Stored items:

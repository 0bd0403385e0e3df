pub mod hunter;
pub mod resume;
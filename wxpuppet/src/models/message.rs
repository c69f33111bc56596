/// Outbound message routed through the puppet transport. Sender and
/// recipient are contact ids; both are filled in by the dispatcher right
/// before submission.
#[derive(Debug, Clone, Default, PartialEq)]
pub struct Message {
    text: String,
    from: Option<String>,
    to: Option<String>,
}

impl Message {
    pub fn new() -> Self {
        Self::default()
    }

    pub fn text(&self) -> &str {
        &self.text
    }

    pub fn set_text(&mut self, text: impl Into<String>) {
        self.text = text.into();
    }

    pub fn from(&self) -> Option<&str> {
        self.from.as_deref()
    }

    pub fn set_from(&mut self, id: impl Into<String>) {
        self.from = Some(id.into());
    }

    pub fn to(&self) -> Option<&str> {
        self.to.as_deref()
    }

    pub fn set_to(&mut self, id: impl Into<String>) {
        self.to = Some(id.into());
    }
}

ACTIVITY:
Write out exactly each line of the entries, starting at the one containing "filename wxpuppet/src/models/message.rs" and finishing with the last line.

REPLY:
filename wxpuppet/src/models/message.rs
repository c69f33111bc56596
/// Outbound message routed through the puppet transport. Sender and
/// recipient are contact ids; both are filled in by the dispatcher right
/// before submission.
#[derive(Debug, Clone, Default, PartialEq)]
pub struct Message {
    text: String,
    from: Option<String>,
    to: Option<String>,
}

impl Message {
    pub fn new() -> Self {
        Self::default()
    }

    pub fn text(&self) -> &str {
        &self.text
    }

    pub fn set_text(&mut self, text: impl Into<String>) {
        self.text = text.into();
    }

    pub fn from(&self) -> Option<&str> {
        self.from.as_deref()
    }

    pub fn set_from(&mut self, id: impl Into<String>) {
        self.from = Some(id.into());
    }

    pub fn to(&self) -> Option<&str> {
        self.to.as_deref()
    }

    pub fn set_to(&mut self, id: impl Into<String>) {
        self.to = Some(id.into());
    }
}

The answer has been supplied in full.